My friend Destinee Tartuffe a 4th dan and Head Sensei at Good Time Judo in Santa Rosa, CA has always been a pioneer and developer in all her life endeavors. She first took over the judo program at Santa Rosa Junior Collegestarted by my old friend Terry Kelly upon his retirement then went on to complete getting her law degree, JD.

Recently Destinee contacted me about a new training tool she’s invented. Upon my investigation, I was so impressed with this product that I asked her to write something about it for this week’s Black Belt Blog.
Judo Equipment

Members of Good Time Judo using Judo Jaime Training Tools.

As judo practitioners we know judo is an exciting dynamic Olympic or recreational sporting activity that offers social interaction, stress relief, and tons of fun. However, we also know that judo can be a dangerous, and potentially deadly activity when used for self-defense or when not practiced safely.

For all the fun and benefit that judo provides an enthusiast it seems to be the world’s best kept secret from the general populace. My coach and mentor taught me that judo is an inclusive, not an exclusive activity. So, I look for ways to get more people interested.

One of the biggest issues relates to the very idea of inclusiveness, which for me translates to one dojo cannot be everything to everybody.
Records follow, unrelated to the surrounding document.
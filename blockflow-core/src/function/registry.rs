//! Function Registry
//!
//! Maps type names to a descriptor and a factory. The registry is the one
//! piece of the runtime that may be shared across threads (for example a
//! registry populated once at startup and handed to several roots), so it
//! sits behind an `RwLock` while the graph itself stays single-threaded.

use std::sync::Arc;

use indexmap::IndexMap;
use parking_lot::RwLock;
use tracing::debug;

use super::{Behavior, FunctionDesc};

/// Creates a fresh behavior for one block.
pub type BehaviorFactory = Arc<dyn Fn() -> Box<dyn Behavior> + Send + Sync>;

struct Entry {
    desc: Arc<FunctionDesc>,
    factory: BehaviorFactory,
}

/// Type name to function lookup.
#[derive(Default)]
pub struct FunctionRegistry {
    entries: RwLock<IndexMap<String, Entry>>,
}

impl FunctionRegistry {
    pub fn new() -> Self {
        Self::default()
    }

    /// Register a type. Replaces an existing entry with the same name.
    ///
    /// Blocks that already resolved the old entry keep their instance; blocks
    /// resolve again only when their `#is` changes.
    pub fn register<F>(&self, type_name: &str, desc: FunctionDesc, factory: F)
    where
        F: Fn() -> Box<dyn Behavior> + Send + Sync + 'static,
    {
        debug!(type_name, "register function");
        let entry = Entry {
            desc: Arc::new(desc),
            factory: Arc::new(factory),
        };
        self.entries.write().insert(type_name.to_string(), entry);
    }

    pub fn unregister(&self, type_name: &str) -> bool {
        self.entries.write().shift_remove(type_name).is_some()
    }

    pub fn contains(&self, type_name: &str) -> bool {
        self.entries.read().contains_key(type_name)
    }

    pub fn descriptor(&self, type_name: &str) -> Option<Arc<FunctionDesc>> {
        self.entries
            .read()
            .get(type_name)
            .map(|entry| entry.desc.clone())
    }

    /// Registered names, in registration order.
    pub fn type_names(&self) -> Vec<String> {
        self.entries.read().keys().cloned().collect()
    }

    pub fn len(&self) -> usize {
        self.entries.read().len()
    }

    pub fn is_empty(&self) -> bool {
        self.entries.read().is_empty()
    }

    /// Build a behavior for `type_name`.
    pub(crate) fn instantiate(&self, type_name: &str) -> Option<(Arc<FunctionDesc>, Box<dyn Behavior>)> {
        // the factory may itself touch the registry, so call it unlocked
        let (desc, factory) = {
            let entries = self.entries.read();
            let entry = entries.get(type_name)?;
            (entry.desc.clone(), entry.factory.clone())
        };
        Some((desc, factory()))
    }
}

// ----------------------------------------------------------------------------
// Tests
// ----------------------------------------------------------------------------

#[cfg(test)]
mod tests {
    use super::*;
    use crate::error::FunctionError;
    use crate::graph::Block;

    struct Noop;

    impl Behavior for Noop {
        fn run(&mut self, _block: &Block) -> Result<(), FunctionError> {
            Ok(())
        }
    }

    #[test]
    fn register_and_lookup() {
        let registry = FunctionRegistry::new();
        assert!(registry.is_empty());

        registry.register("noop", FunctionDesc::new().with_priority(2), || Box::new(Noop));
        assert!(registry.contains("noop"));
        assert_eq!(registry.descriptor("noop").map(|d| d.priority), Some(2));
        assert!(registry.instantiate("noop").is_some());
        assert!(registry.instantiate("missing").is_none());
    }

    #[test]
    fn register_replaces() {
        let registry = FunctionRegistry::new();
        registry.register("f", FunctionDesc::new().with_priority(0), || Box::new(Noop));
        registry.register("f", FunctionDesc::new().with_priority(3), || Box::new(Noop));
        assert_eq!(registry.len(), 1);
        assert_eq!(registry.descriptor("f").map(|d| d.priority), Some(3));
    }

    #[test]
    fn unregister_removes() {
        let registry = FunctionRegistry::new();
        registry.register("a", FunctionDesc::new(), || Box::new(Noop));
        registry.register("b", FunctionDesc::new(), || Box::new(Noop));
        assert!(registry.unregister("a"));
        assert!(!registry.unregister("a"));
        assert_eq!(registry.type_names(), vec!["b".to_string()]);
    }
}
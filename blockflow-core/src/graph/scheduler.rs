//! Run Loop
//!
//! The loop is the queue a job keeps its dirty blocks in, plus the state
//! machine that decides when the queue gets drained.
//!
//! # Algorithm
//!
//! 1. A dirty block is pushed onto the level matching its priority (0..=3).
//!    A block already waiting in the queue is not pushed again.
//! 2. The first push on an `Idle` loop moves it to `Queued` and requests a
//!    flush through the loop's trigger. Further pushes in the same burst
//!    only append.
//! 3. The flush moves the loop to `Running` and pops blocks, always from the
//!    lowest non-empty level, FIFO within a level. A block dirtied during the
//!    drain is appended to the same drain.
//! 4. When every level is empty the loop returns to `Idle`.
//!
//! The drain itself lives on [`Job`](super::Job); this module only holds the
//! queue, the state and the trigger.

use std::cell::{Cell, RefCell};
use std::collections::VecDeque;
use std::rc::Rc;

use crate::config::PRIORITY_LEVELS;

use super::block::{Block, WeakBlock};

/// Where a loop is in its cycle.
#[derive(Debug, Clone, Copy, PartialEq, Eq)]
pub enum LoopState {
    /// Nothing queued, no flush requested.
    Idle,
    /// Blocks are queued and a flush has been requested.
    Queued,
    /// The queue is being drained.
    Running,
}

/// Host hook that runs deferred flushes for a root job.
///
/// The flush must run later, never inside `schedule`, so that a burst of
/// synchronous writes coalesces into a single drain.
pub trait FlushScheduler {
    fn schedule(&self, flush: Box<dyn FnOnce()>);
}

/// Collects flushes until the host runs them.
///
/// Useful for tests and for hosts that step the graph explicitly.
#[derive(Default)]
pub struct ManualFlush {
    pending: RefCell<VecDeque<Box<dyn FnOnce()>>>,
}

impl ManualFlush {
    pub fn new() -> Self {
        Self::default()
    }

    /// Number of flushes waiting to run.
    pub fn pending(&self) -> usize {
        self.pending.borrow().len()
    }

    /// Run waiting flushes, including ones requested while running.
    /// Returns how many ran.
    pub fn run_pending(&self) -> usize {
        let mut count = 0;
        loop {
            let next = self.pending.borrow_mut().pop_front();
            match next {
                Some(flush) => {
                    flush();
                    count += 1;
                }
                None => return count,
            }
        }
    }
}

impl FlushScheduler for ManualFlush {
    fn schedule(&self, flush: Box<dyn FnOnce()>) {
        self.pending.borrow_mut().push_back(flush);
    }
}

/// Runs each flush as a local task on the next tick of the current
/// [`tokio::task::LocalSet`].
///
/// Scheduling outside a `LocalSet` panics, as `spawn_local` does.
#[derive(Debug, Default, Clone, Copy)]
pub struct TokioFlush;

impl FlushScheduler for TokioFlush {
    fn schedule(&self, flush: Box<dyn FnOnce()>) {
        tokio::task::spawn_local(async move {
            flush();
        });
    }
}

/// Who to ask when an idle loop gets its first block.
pub(crate) enum FlushTrigger {
    /// Root job: defer to the host.
    Host(Rc<dyn FlushScheduler>),
    /// Job attached under another job: enqueue in that job.
    Parent(WeakBlock),
    /// Job owned by a nested-job function: re-run the hosting block.
    HostBlock(WeakBlock),
}

/// A job's priority queue and state.
pub(crate) struct Loop {
    queues: RefCell<[VecDeque<Block>; PRIORITY_LEVELS]>,
    state: Cell<LoopState>,
    trigger: FlushTrigger,
}

impl Loop {
    pub(crate) fn new(trigger: FlushTrigger) -> Self {
        Self {
            queues: RefCell::new(Default::default()),
            state: Cell::new(LoopState::Idle),
            trigger,
        }
    }

    pub(crate) fn state(&self) -> LoopState {
        self.state.get()
    }

    pub(crate) fn set_state(&self, state: LoopState) {
        self.state.set(state);
    }

    pub(crate) fn trigger(&self) -> &FlushTrigger {
        &self.trigger
    }

    pub(crate) fn push(&self, block: Block, priority: u8) {
        let level = usize::from(priority).min(PRIORITY_LEVELS - 1);
        self.queues.borrow_mut()[level].push_back(block);
    }

    /// Next block to run, clearing its queued flag.
    pub(crate) fn pop(&self) -> Option<Block> {
        let block = self
            .queues
            .borrow_mut()
            .iter_mut()
            .find_map(VecDeque::pop_front)?;
        block.set_queued(false);
        Some(block)
    }

    pub(crate) fn len(&self) -> usize {
        self.queues.borrow().iter().map(VecDeque::len).sum()
    }

    pub(crate) fn is_empty(&self) -> bool {
        self.queues.borrow().iter().all(VecDeque::is_empty)
    }

    /// Drop everything queued.
    pub(crate) fn clear(&self) {
        let dropped: Vec<Block> = self
            .queues
            .borrow_mut()
            .iter_mut()
            .flat_map(|queue| queue.drain(..))
            .collect();
        for block in dropped {
            block.set_queued(false);
        }
    }
}
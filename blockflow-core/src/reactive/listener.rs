//! Listener types for the reactive system.
//!
//! A Listener is anything that must hear about a property's value: a binding
//! segment, a bound property, or an external callback.

use std::rc::Rc;
use std::sync::atomic::{AtomicU64, Ordering};

use crate::value::Value;

use super::Property;

/// Unique identifier for a listener.
///
/// Properties key their listener sets by this ID, so the same listener can
/// be removed without comparing trait objects.
#[derive(Debug, Clone, Copy, PartialEq, Eq, Hash)]
pub struct ListenerId(u64);

impl ListenerId {
    /// Generate a new unique listener ID.
    pub fn new() -> Self {
        static COUNTER: AtomicU64 = AtomicU64::new(0);
        Self(COUNTER.fetch_add(1, Ordering::Relaxed))
    }
}

impl Default for ListenerId {
    fn default() -> Self {
        Self::new()
    }
}

/// Receives value notifications from a property.
///
/// `on_change` is called once immediately when the listener is attached and
/// again after every change. `None` means the value is absent, including
/// when the property is destroyed.
pub trait Listener {
    fn listener_id(&self) -> ListenerId;

    fn on_change(&self, value: Option<&Value>);
}

/// A listener backed by a closure.
pub struct CallbackListener {
    id: ListenerId,
    callback: Box<dyn Fn(Option<&Value>)>,
}

impl CallbackListener {
    pub fn new<F>(callback: F) -> Self
    where
        F: Fn(Option<&Value>) + 'static,
    {
        Self {
            id: ListenerId::new(),
            callback: Box::new(callback),
        }
    }
}

impl Listener for CallbackListener {
    fn listener_id(&self) -> ListenerId {
        self.id
    }

    fn on_change(&self, value: Option<&Value>) {
        (self.callback)(value);
    }
}

/// Handle returned by [`Property::subscribe`].
///
/// Dropping the handle unsubscribes the callback.
pub struct Subscription {
    property: Property,
    listener: Rc<CallbackListener>,
}

impl Subscription {
    pub(crate) fn new(property: Property, listener: Rc<CallbackListener>) -> Self {
        Self { property, listener }
    }

    pub fn property(&self) -> &Property {
        &self.property
    }
}

impl Drop for Subscription {
    fn drop(&mut self) {
        self.property.unlisten(self.listener.listener_id());
    }
}
//! Arithmetic Functions
//!
//! `add` and `multiply` fold the indexed inputs `0..#len` (two by default);
//! `subtract` and `divide` take `0` and `1`. All run at priority 0 and write
//! `output`. An absent or null input makes the output absent.

use crate::error::FunctionError;
use crate::graph::Block;
use crate::value::Value;

use super::{Behavior, FunctionDesc, FunctionRegistry, DEFAULT_ARITY};

/// Register `add`, `subtract`, `multiply` and `divide`.
pub fn register(registry: &FunctionRegistry) {
    let folding = || {
        FunctionDesc::new()
            .with_outputs(["output"])
            .with_priority(0)
            .with_dynamic_arity()
    };
    let binary = || {
        FunctionDesc::new()
            .with_inputs(["0", "1"])
            .with_outputs(["output"])
            .with_priority(0)
    };

    registry.register("add", folding(), || {
        Box::new(Fold { initial: 0.0, op: |a, b| a + b })
    });
    registry.register("multiply", folding(), || {
        Box::new(Fold { initial: 1.0, op: |a, b| a * b })
    });
    registry.register("subtract", binary(), || Box::new(Binary { op: |a, b| a - b }));
    registry.register("divide", binary(), || Box::new(Binary { op: |a, b| a / b }));
}

/// Numeric input, `None` when absent or null.
fn number_input(block: &Block, name: &str) -> Result<Option<f64>, FunctionError> {
    match block.get_value(name) {
        None | Some(Value::Null) => Ok(None),
        Some(value) => value
            .as_number()
            .map(Some)
            .ok_or_else(|| FunctionError::NotANumber {
                name: name.to_string(),
            }),
    }
}

struct Fold {
    initial: f64,
    op: fn(f64, f64) -> f64,
}

impl Behavior for Fold {
    fn run(&mut self, block: &Block) -> Result<(), FunctionError> {
        let len = block.length().unwrap_or(DEFAULT_ARITY);
        if len == 0 {
            block.output(None);
            return Ok(());
        }
        let mut acc = self.initial;
        for index in 0..len {
            match number_input(block, &index.to_string())? {
                Some(n) => acc = (self.op)(acc, n),
                None => {
                    block.output(None);
                    return Ok(());
                }
            }
        }
        block.output(Some(Value::Number(acc)));
        Ok(())
    }
}

struct Binary {
    op: fn(f64, f64) -> f64,
}

impl Behavior for Binary {
    fn run(&mut self, block: &Block) -> Result<(), FunctionError> {
        let result = match (number_input(block, "0")?, number_input(block, "1")?) {
            (Some(a), Some(b)) => Some(Value::Number((self.op)(a, b))),
            _ => None,
        };
        block.output(result);
        Ok(())
    }
}

// ----------------------------------------------------------------------------
// Tests
// ----------------------------------------------------------------------------
//! Dataflow Graph
//!
//! This module implements the block tree and the machinery that decides when
//! block functions run.
//!
//! # Overview
//!
//! - A [`Block`] is a node holding named properties. Its `#is` property names
//!   a function from the registry; changes to the function's inputs mark the
//!   block dirty.
//! - A [`Job`] is a block that also owns a run loop, the priority queue dirty
//!   blocks wait in. Every block belongs to exactly one job.
//! - A [`Root`] is the top-level job. Its flushes are requested from a
//!   [`FlushScheduler`] supplied by the host.
//!
//! # Scheduling
//!
//! 1. A change to a function input enqueues the block in its job's queue at
//!    the block's priority. A block already queued is not queued twice.
//! 2. The first enqueue on an idle job requests a flush: from the host for the
//!    root, from the parent job for an attached job, from the hosting block
//!    for a nested job.
//! 3. A flush drains the queue, lowest priority number first and FIFO within
//!    a level, until it is empty. Runs that dirty other blocks extend the same
//!    drain.
//!
//! Snapshots (save/load) and watches are implemented as extra `impl Block`
//! blocks in their own files.

mod block;
mod job;
mod scheduler;
mod snapshot;
mod watch;

pub use block::{Block, BlockId, BlockMode, TypeState, WeakBlock};
pub use job::{Job, Root};
pub use scheduler::{FlushScheduler, LoopState, ManualFlush, TokioFlush};
pub use snapshot::Snapshot;
pub use watch::{ChangeSet, Watch};
// ----------------------------------------------------------------------------
// Tests
// ----------------------------------------------------------------------------

#[cfg(test)]
mod tests {
    use super::*;
    use crate::function::{math, FunctionRegistry};
    use crate::graph::Root;

    fn root() -> Root {
        let registry = FunctionRegistry::new();
        math::register(&registry);
        Root::new(Arc::new(registry))
    }

    #[test]
    fn block_ids_are_unique() {
        let id1 = BlockId::new();
        let id2 = BlockId::new();
        assert_ne!(id1, id2);
    }

    #[test]
    fn mode_names_parse() {
        assert_eq!("onLoad".parse::<BlockMode>(), Ok(BlockMode::OnLoad));
        assert_eq!(BlockMode::OnCall.as_str(), "onCall");
        assert!("sometimes".parse::<BlockMode>().is_err());
        assert!(BlockMode::Always.runs_on_load());
        assert!(!BlockMode::OnChange.runs_on_load());
    }

    #[test]
    fn paths_follow_the_tree() {
        let root = root();
        let job = root.add_job("flow");
        let a = job.create_block("a");
        let b = a.create_block("b");
        assert_eq!(root.path(), "");
        assert_eq!(job.path(), "flow");
        assert_eq!(b.path(), "flow.a.b");
        assert!(b.parent().is_some_and(|p| p.ptr_eq(&a)));
        assert!(b.job().is_some_and(|j| j.ptr_eq(&job)));
        assert!(root.parent_or_self().ptr_eq(&root));
    }

    #[test]
    fn unknown_type_is_invalid() {
        let root = root();
        let job = root.add_job("t1");
        let block = job.create_block("x");
        block.set_value("#is", "nope");
        assert_eq!(block.type_state(), TypeState::Invalid);
        assert_eq!(
            root.take_events(),
            vec![FlowEvent::UnknownType {
                path: "t1.x".into(),
                type_name: "nope".into()
            }]
        );

        block.set_value("#is", "add");
        assert_eq!(block.type_state(), TypeState::Resolved);
    }

    #[test]
    fn priority_comes_from_function_and_override() {
        let root = root();
        let job = root.add_job("t2");
        let block = job.create_block("x");
        assert_eq!(block.priority(), 1);
        block.set_value("#is", "add");
        assert_eq!(block.priority(), 0);
        block.set_value("#priority", 7);
        assert_eq!(block.priority(), 3);
        block.delete_value("#priority");
        assert_eq!(block.priority(), 0);
    }

    #[test]
    fn overwriting_child_destroys_it() {
        let root = root();
        let job = root.add_job("t3");
        let child = job.create_block("c");
        child.set_value("v", 1);
        job.set_value("c", 5);
        assert!(child.is_destroyed());
        assert_eq!(child.get_value("v"), None);
        assert_eq!(job.get_value("c"), Some(Value::from(5)));
    }

    #[test]
    fn destroy_detaches_from_parent() {
        let root = root();
        let job = root.add_job("t4");
        let child = job.create_block("c");
        let grandchild = child.create_block("g");
        child.destroy();
        assert!(grandchild.is_destroyed());
        assert_eq!(job.get_value("c"), None);
        // writes after destroy are ignored
        child.set_value("v", 1);
        assert_eq!(child.get_value("v"), None);
        assert!(child.find_property("v").is_none());
    }

    #[test]
    fn query_through_children() {
        let root = root();
        let job = root.add_job("t5");
        let a = job.create_block("a");
        a.set_value("v", 2);
        assert_eq!(job.query_value("a.v"), Some(Value::from(2)));
        assert!(job.query_property("a.v", false).is_some());
        assert!(job.query_property("a.w", false).is_none());
        assert!(job.query_property("a.w", true).is_some());
        assert_eq!(job.query_value("b.v"), None);
        assert!(job.query_value("a.##").is_some_and(|v| v.as_block().is_some_and(|b| b.ptr_eq(&job))));
    }

    #[test]
    fn triple_hash_reaches_owning_job() {
        let root = root();
        let job = root.add_job("t5b");
        job.set_value("v1", 1);
        let b = job.create_block("b");
        let c = b.create_block("c");
        assert_eq!(b.query_value("###.v1"), Some(Value::from(1)));
        assert_eq!(c.query_value("###.v1"), Some(Value::from(1)));
        assert!(c.get_field("###").is_some_and(|v| v.same(&Value::Block(job.block().clone()))));
        assert!(job.get_field("###").is_some_and(|v| v.same(&Value::Block(job.block().clone()))));

        job.delete_value("b");
        assert_eq!(b.get_field("###"), None);
    }

    #[test]
    fn field_view_hides_reserved_names() {
        let root = root();
        let job = root.add_job("t6");
        let b = job.create_block("b");
        b.set_field("v1", Some(Value::from(1)));
        b.set_value("@b-xyw", Value::from(vec![Value::from(1)]));
        b.set_value("#is", "");
        b.create_helper_block("v4");
        b.set_field("v3", Some(Value::from(3)));
        b.set_field("v3", None);

        assert!(b.has_field("v1"));
        assert!(!b.has_field("v3"));
        assert!(b.get_field("###").is_some_and(|v| v.same(&Value::Block(job.block().clone()))));
        assert_eq!(b.enumerate_fields(), vec!["v1".to_string()]);

        b.destroy();
        assert_eq!(b.get_field("v1"), None);
        assert!(b.enumerate_fields().is_empty());
    }

    #[test]
    fn helper_block_feeds_output() {
        let root = root();
        let job = root.add_job("t7");
        let helper = job.create_helper_block("v");
        assert_eq!(job.get_property("v").binding_path().as_deref(), Some("~v.output"));
        helper.set_value("#is", "add");
        helper.set_value("0", 1);
        helper.set_value("1", 1);
        root.run();
        assert_eq!(job.get_value("v"), Some(Value::from(2)));

        // reused, not replaced
        let again = job.create_helper_block("v");
        assert!(again.ptr_eq(&helper));
    }

    #[test]
    fn rewriting_unknown_type_picks_up_late_registration() {
        let registry = Arc::new(FunctionRegistry::new());
        let root = Root::new(registry.clone());
        let job = root.add_job("t8");
        let x = job.create_block("x");
        x.set_value("0", 1);
        x.set_value("1", 1);
        x.set_value("#is", "add");
        assert_eq!(x.type_state(), TypeState::Invalid);

        math::register(&registry);
        x.set_value("#is", "add");
        assert_eq!(x.type_state(), TypeState::Resolved);
        root.run();
        assert_eq!(x.get_value("output"), Some(Value::from(2)));
        assert_eq!(root.take_events().len(), 1);
    }

    // ---- modes and trigger properties ----

    type Log = Arc<parking_lot::Mutex<Vec<String>>>;

    struct Recorder {
        log: Log,
    }

    impl Behavior for Recorder {
        fn run(&mut self, block: &Block) -> Result<(), FunctionError> {
            self.log.lock().push(format!("run {}", block.name()));
            Ok(())
        }

        fn on_wait(&mut self, _block: &Block, waiting: bool) {
            self.log.lock().push(format!("wait {waiting}"));
        }

        fn on_cancel(&mut self, _block: &Block) {
            self.log.lock().push("cancel".to_string());
        }
    }

    fn recording_root(log: &Log) -> Root {
        let registry = FunctionRegistry::new();
        let log = log.clone();
        registry.register(
            "rec",
            FunctionDesc::new().with_inputs(["in"]).with_outputs(["output"]),
            move || Box::new(Recorder { log: log.clone() }),
        );
        Root::new(Arc::new(registry))
    }

    #[test]
    fn on_call_runs_once_per_call() {
        let log = Log::default();
        let root = recording_root(&log);
        let job = root.add_job("m1");
        let b = job.create_block("b");
        b.set_value("#mode", "onCall");
        b.set_value("#is", "rec");
        root.run();
        b.set_value("in", 1);
        root.run();
        assert!(log.lock().is_empty());

        // the same value twice is still two calls
        b.set_value("#call", 1);
        root.run();
        b.set_value("#call", 1);
        root.run();
        assert_eq!(*log.lock(), vec!["run b", "run b"]);
    }

    #[test]
    fn disabled_ignores_calls_and_inputs() {
        let log = Log::default();
        let root = recording_root(&log);
        let job = root.add_job("m2");
        let b = job.create_block("b");
        b.set_value("#is", "rec");
        root.run();
        assert_eq!(*log.lock(), vec!["run b"]);
        log.lock().clear();

        b.set_value("#mode", "disabled");
        assert_eq!(b.effective_mode(), BlockMode::Disabled);
        b.set_value("#call", 1);
        b.set_value("in", 2);
        root.run();
        assert!(log.lock().is_empty());
    }

    #[test]
    fn on_load_and_on_change_modes() {
        let log = Log::default();
        let root = recording_root(&log);
        let job = root.add_job("m3");

        let loaded = job.create_block("loaded");
        loaded.set_value("#mode", "onLoad");
        loaded.set_value("#is", "rec");
        root.run();
        loaded.set_value("in", 1);
        root.run();
        assert_eq!(*log.lock(), vec!["run loaded"]);
        log.lock().clear();

        let changed = job.create_block("changed");
        changed.set_value("#mode", "onChange");
        changed.set_value("#is", "rec");
        root.run();
        assert!(log.lock().is_empty());
        changed.set_value("in", 1);
        root.run();
        assert_eq!(*log.lock(), vec!["run changed"]);
    }

    #[test]
    fn switching_to_always_runs() {
        let log = Log::default();
        let root = recording_root(&log);
        let job = root.add_job("m4");
        let b = job.create_block("b");
        b.set_value("#mode", "onCall");
        b.set_value("#is", "rec");
        root.run();
        assert!(log.lock().is_empty());

        b.set_value("#mode", "always");
        root.run();
        assert_eq!(*log.lock(), vec!["run b"]);
    }

    #[test]
    fn sync_runs_inline() {
        let log = Log::default();
        let root = recording_root(&log);
        let job = root.add_job("m5");
        let b = job.create_block("b");
        b.set_value("#sync", true);
        assert!(b.is_sync());
        b.set_value("#is", "rec");
        assert_eq!(*log.lock(), vec!["run b"]);

        b.set_value("in", 1);
        assert_eq!(log.lock().len(), 2);
        assert_eq!(job.queue_len(), 0);
    }

    #[test]
    fn wait_and_cancel_reach_the_behavior() {
        let log = Log::default();
        let root = recording_root(&log);
        let job = root.add_job("m6");
        let b = job.create_block("b");
        b.set_value("#is", "rec");
        root.run();
        log.lock().clear();

        b.set_value("#wait", true);
        assert!(b.is_waiting());
        b.set_value("#wait", true);
        b.set_value("#wait", false);
        b.set_value("#cancel", true);
        assert!(!b.is_waiting());
        assert_eq!(*log.lock(), vec!["wait true", "wait false", "cancel"]);
    }
}
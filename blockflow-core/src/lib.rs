//! Blockflow Core
//!
//! This crate provides the runtime for the Blockflow dataflow engine.
//! It implements:
//!
//! - Reactive properties with path-based bindings
//! - A tree of blocks whose functions rerun when their inputs change
//! - A priority-ordered job scheduler that drains dirty blocks to a fixed point
//! - Nested jobs: functions implemented as sub-flows with their own scheduler
//! - Snapshot save/load and batched change watches
//!
//! # Architecture
//!
//! The crate is organized into several modules:
//!
//! - `value`: the dynamic value type held by properties
//! - `reactive`: properties, listeners and bindings
//! - `graph`: blocks, jobs, the run loop, snapshots and watches
//! - `function`: the behavior contract, the registry, nested jobs and the
//!   arithmetic library
//! - `config`, `error`: runtime settings and error/event types
//!
//! The graph is single-threaded (`Rc`/`RefCell`). Only the
//! [`FunctionRegistry`](function::FunctionRegistry) is `Send + Sync`, so one
//! registry can be shared by roots living on different threads.
//!
//! # Example
//!
//! ```rust
//! use std::sync::Arc;
//!
//! use blockflow_core::function::{math, FunctionRegistry};
//! use blockflow_core::graph::Root;
//! use blockflow_core::value::Value;
//!
//! let registry = FunctionRegistry::new();
//! math::register(&registry);
//! let root = Root::new(Arc::new(registry));
//!
//! let flow = root.add_job("flow");
//! flow.load_str(r##"{"add": {"#is": "add", "0": 1, "1": 2}}"##).unwrap();
//! root.run();
//! assert_eq!(flow.query_value("add.output"), Some(Value::from(3)));
//!
//! flow.query_property("add.0", false).unwrap().set_value(Some(Value::from(5)));
//! root.run();
//! assert_eq!(flow.query_value("add.output"), Some(Value::from(7)));
//! ```

pub mod config;
pub mod error;
pub mod function;
pub mod graph;
pub mod reactive;
pub mod value;

pub use config::RuntimeConfig;
pub use error::{FlowError, FlowEvent, FunctionError};
pub use function::{Behavior, FunctionDesc, FunctionRegistry, NestedJob};
pub use graph::{Block, BlockMode, Job, Root};
pub use value::Value;
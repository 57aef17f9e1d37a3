//! Shared round-trip helpers for codec tests

use crate::ArcFormat;
use std::fmt::Debug;

/// Build `original`, parse it back and compare
pub fn test_round_trip<T>(original: &T) -> Result<(), Box<dyn std::error::Error>>
where
    T: ArcFormat + PartialEq + Debug,
{
    let data = original.build()?;
    let parsed = T::parse(&data)?;

    if original != &parsed {
        return Err(format!(
            "Round-trip verification failed:\nOriginal: {:?}\nParsed: {:?}",
            original, parsed
        )
        .into());
    }
    Ok(())
}

/// Check that `invalid_data` is rejected
pub fn test_invalid_data_rejected<T>(invalid_data: &[u8]) -> Result<(), Box<dyn std::error::Error>>
where
    T: ArcFormat,
{
    match T::parse(invalid_data) {
        Ok(_) => Err("Expected parsing to fail for invalid data, but it succeeded".into()),
        Err(_) => Ok(()),
    }
}

#[cfg(test)]
#[allow(clippy::expect_used, clippy::unwrap_used)]
mod tests {
    use super::*;
    use crate::{ArcFooter, HashEntry, HashTable, NameTable};

    fn table() -> HashTable {
        HashTable {
            id: 1,
            files: vec![HashEntry::new(2, 0), HashEntry::new(3, 16)],
            ..HashTable::default()
        }
    }

    #[test]
    fn test_hash_table_round_trip() {
        test_round_trip(&table()).expect("Round-trip should succeed");
        let bytes = table().build().unwrap();
        HashTable::verify_round_trip(&bytes).unwrap();
    }

    #[test]
    fn test_name_table_round_trip() {
        let mut names = NameTable::new();
        names.push(5, "five");
        names.push(6, "six");
        test_round_trip(&names).expect("Round-trip should succeed");
        NameTable::verify_round_trip(&names.build()).unwrap();
    }

    #[test]
    fn test_footer_round_trip() {
        let mut names = NameTable::new();
        names.push(1, "root");
        let footer = ArcFooter {
            utf16: table(),
            utf8: table(),
            names,
        };
        test_round_trip(&footer).expect("Round-trip should succeed");
    }

    #[test]
    fn test_invalid_data() {
        test_invalid_data_rejected::<HashTable>(&[0x20, 0, 0, 0]).unwrap();
        test_invalid_data_rejected::<ArcFooter>(&7i32.to_le_bytes()).unwrap();
        test_invalid_data_rejected::<NameTable>(&[1, 2, 3]).unwrap();
    }
}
The age old saying jack of all trades, and master of none comes to mind.

Recently, I watched YouTube videos of three respected Judo coaches discussing the state of Judo in the United States. One of their common observations is that students who come to train with them lack the fundamental skills which would allow them to actually help those students reach a level of Judo expertise whereby the student could compete at an elite level of competition.

While I was disappointed to hear their dire opinions, they were similar to what I was experiencing in my college classroom. Honestly, I have been concerned for many years about how to continue when so many of the students come to class with an attitude of being a “super ninja” when in actuality they are often uncoordinated and seemingly unwilling to follow even the simplest of instructions. This creates a situation or environment where “bullies” prevail, injures occur, and students are lost. This attitude seems a direct conflict to the principle of Mutual Benefit and Welfare, and it made me think about hanging up my judogi.

Then, COVID caused programs to close, but as a college Judo instructor I was tasked with creating an online curriculum for my students and doing so within one week! I knew my students did not have the proper safety equipment in their homes to continue with the rolls and falls that we were practicing in class. We spent the last eight weeks finishing out the semester via Zoom class. I found the biggest challenge to be communicating to the student how they needed to correct their postures, or their ability to visualize the skill and apply my instructions for any given lesson.

The last night of class of had a vision of how these issues could be addressed. That’s when I created the Fundamental Directional Movement Mat and a Proximity Training Device that I call Judo Jaime: Your Training Uke. These tools can be used together or separately. The benefits conferred to the user by using the tools together can greatly excel the beginning students understanding of the application of Judo.

These tools are not just for beginners, it is important for even the most experienced judoka to review the fundamental movements regularly. Think about it there are pre-arranged forms (katas) that specifically address movement!

The Fundamental Directional Movement Mat is a durable vinyl mat with an elliptical design (mapping the movement of the Judoka in the plane of applied Judo). The instructor whether in-person or in an online class can assist the student by directing them to orient either along the horizontal or vertical 180 degree lines, which are also used to demonstrate and solidify 90 degree turns/pivots that are important to the fundamental movements for application of Judo. The mat also has indicators for the student to see the 45 degree angle of technique application easier.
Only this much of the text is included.